Sebastian Stan begins the film in a mask, playing a man with a disfigured face, presumably from neurofibromatosis. When offered an experimental cure, he accepts. There is a before and after, as if he were given the chance to become someone else. Here lies the first moral provocation: Does changing one's face also change one's soul? Or is the self independent of appearance? He wants to bury his past, yet it finds him anyway—first as a play dramatizing his former life, then through another man with neurofibromatosis. This man is not an actor pretending. He is Adam Pearson, a real British television personality living with the condition. The meeting between the regular features of an actor performing disfigurement and the genuinely altered face of actual disease becomes morally taxing for viewers, but within the film it is devastating: the newly "corrected" man recoils violently at confronting someone who embodies what he once was and can never be again. Metaphorically, it is an actor discovering he cannot play disabled as convincingly as disability itself.

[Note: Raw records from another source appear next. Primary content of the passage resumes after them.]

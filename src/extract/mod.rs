//! HTML extraction for listing and detail pages
//!
//! Each site's detail page template has its own [`DetailExtractor`]. Callers
//! pick one by [`Source`] and never branch on site markup themselves.

mod allforyoung;
pub mod listing;
pub mod rules;
pub mod text;
mod wevity;

pub use allforyoung::AllForYoungDetail;
pub use listing::{listing_url, parse_listing, strip_tier_suffix};
pub use wevity::WevityDetail;

use crate::record::{DetailRecord, Source};
use crate::UrlResult;
use scraper::Html;
use url::Url;

/// Extraction of one site's contest detail page
pub trait DetailExtractor: Send + Sync {
    fn source(&self) -> Source;

    /// Detail page URL for a numeric contest id
    fn detail_url(&self, base: &Url, id: &str) -> UrlResult<Url>;

    /// Builds a detail record from a parsed page
    ///
    /// Every field is best-effort: a rule that finds nothing leaves its field
    /// empty rather than failing the extraction.
    fn extract(&self, document: &Html, id: &str, url: &Url) -> DetailRecord;

    fn extract_html(&self, html: &str, id: &str, url: &Url) -> DetailRecord {
        let document = Html::parse_document(html);
        self.extract(&document, id, url)
    }
}

/// Extractor for the given site's detail pages
pub fn detail_extractor(source: Source) -> &'static dyn DetailExtractor {
    match source {
        Source::AllForYoung => &AllForYoungDetail,
        Source::Wevity => &WevityDetail,
    }
}

impl Source {
    pub fn detail_extractor(self) -> &'static dyn DetailExtractor {
        detail_extractor(self)
    }
}

/// Origin of a page URL, used to resolve `/`-rooted links
fn site_root(url: &Url) -> Url {
    url.join("/").unwrap_or_else(|_| url.clone())
}

/// Appends `url` unless it was already collected
fn push_unique(images: &mut Vec<String>, url: String) {
    if !images.contains(&url) {
        images.push(url);
    }
}
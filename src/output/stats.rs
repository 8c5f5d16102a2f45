//! Statistics generation from the listing database
//!
//! This module provides functionality for extracting and displaying
//! store statistics and per-run crawl totals.

use crate::record::{ListingEntry, Source};
use crate::storage::{CrawlRunRecord, CrawlRunSummary, ListingStore};
use crate::Result;

/// Store statistics summary
#[derive(Debug, Clone)]
pub struct StoreStatistics {
    /// Stored records per source
    pub records_by_source: Vec<(Source, u64)>,

    /// Most recent crawl run, if any
    pub latest_run: Option<CrawlRunRecord>,
}

impl StoreStatistics {
    pub fn total_records(&self) -> u64 {
        self.records_by_source.iter().map(|(_, count)| count).sum()
    }
}

/// Loads statistics from storage
pub fn load_statistics(store: &dyn ListingStore) -> Result<StoreStatistics> {
    Ok(StoreStatistics {
        records_by_source: store.count_by_source()?,
        latest_run: store.get_latest_run()?,
    })
}

/// Totals of one listing crawl's output
pub fn summarize_entries(entries: &[ListingEntry], pages: u32) -> CrawlRunSummary {
    let errors = entries.iter().filter(|entry| entry.is_error()).count();
    CrawlRunSummary {
        pages,
        records: entries.len() - errors,
        errors,
    }
}

/// Prints statistics to stdout in a formatted manner
pub fn print_statistics(stats: &StoreStatistics) {
    println!("=== Listing Store Statistics ===\n");

    println!("Records by Source:");
    for (source, count) in &stats.records_by_source {
        println!("  {} ({}): {}", source, source.slug(), count);
    }
    println!("  Total: {}", stats.total_records());
    println!();

    match &stats.latest_run {
        Some(run) => {
            println!("Latest Run:");
            println!("  ID: {}", run.id);
            if let Some(source) = run.source {
                println!("  Source: {}", source);
            }
            println!("  Started: {}", run.started_at);
            println!(
                "  Finished: {}",
                run.finished_at.as_deref().unwrap_or("(not finished)")
            );
            println!("  Config hash: {}", run.config_hash);
            println!(
                "  Pages: {}, records: {}, failed pages: {}",
                run.summary.pages, run.summary.records, run.summary.errors
            );
        }
        None => println!("No crawl runs recorded."),
    }
}
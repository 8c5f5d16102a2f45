use crate::config::types::Config;
use crate::config::validation::validate;
use crate::ConfigError;
use sha2::{Digest, Sha256};
use std::path::Path;

/// Loads and parses a configuration file from the given path
///
/// # Arguments
///
/// * `path` - Path to the TOML configuration file
///
/// # Returns
///
/// * `Ok(Config)` - Successfully loaded and validated configuration
/// * `Err(ConfigError)` - Failed to load, parse, or validate the configuration
///
/// # Example
///
/// ```no_run
/// use std::path::Path;
/// use gongmo::config::load_config;
///
/// let config = load_config(Path::new("gongmo.toml")).unwrap();
/// println!("Timeout: {}s", config.fetch.timeout_secs);
/// ```
pub fn load_config(path: &Path) -> Result<Config, ConfigError> {
    let content = std::fs::read_to_string(path)?;
    parse_config(&content)
}

/// Parses and validates configuration from TOML text
pub fn parse_config(content: &str) -> Result<Config, ConfigError> {
    let config: Config = toml::from_str(content)?;
    validate(&config)?;

    if config.pacing.min_interval_ms < 500 {
        tracing::warn!(
            "min_interval_ms is {}ms; the target sites may rate limit fast crawls",
            config.pacing.min_interval_ms
        );
    }

    Ok(config)
}

/// Computes a hex-encoded SHA-256 hash of configuration text
///
/// Stored with each crawl run so runs made under different settings can be
/// told apart.
pub fn hash_config_content(content: &str) -> String {
    let mut hasher = Sha256::new();
    hasher.update(content.as_bytes());
    hex::encode(hasher.finalize())
}

/// Computes a SHA-256 hash of the configuration file content
pub fn compute_config_hash(path: &Path) -> Result<String, ConfigError> {
    let content = std::fs::read_to_string(path)?;
    Ok(hash_config_content(&content))
}

/// Loads a configuration and returns both the config and its hash
///
/// Without a path, the built-in defaults are used and hashed as an empty file.
pub fn load_config_with_hash(path: Option<&Path>) -> Result<(Config, String), ConfigError> {
    let content = match path {
        Some(path) => std::fs::read_to_string(path)?,
        None => String::new(),
    };
    let config = parse_config(&content)?;
    Ok((config, hash_config_content(&content)))
}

Here is an original way of thinking about how to represent particularly visible conditions—facial ones above all—without falling into victim narratives or denying the real bullying and social harm involved. Cinematically, one may feel unmoored by the predictable unraveling of someone who cannot hold body and mind in balance. Theoretically, though, the film opens onto infinite questions about the morality and immorality of representing disability visually and psychologically—questions that arise when the viewer's gaze is held, for two hours, on everything they might prefer never to confront.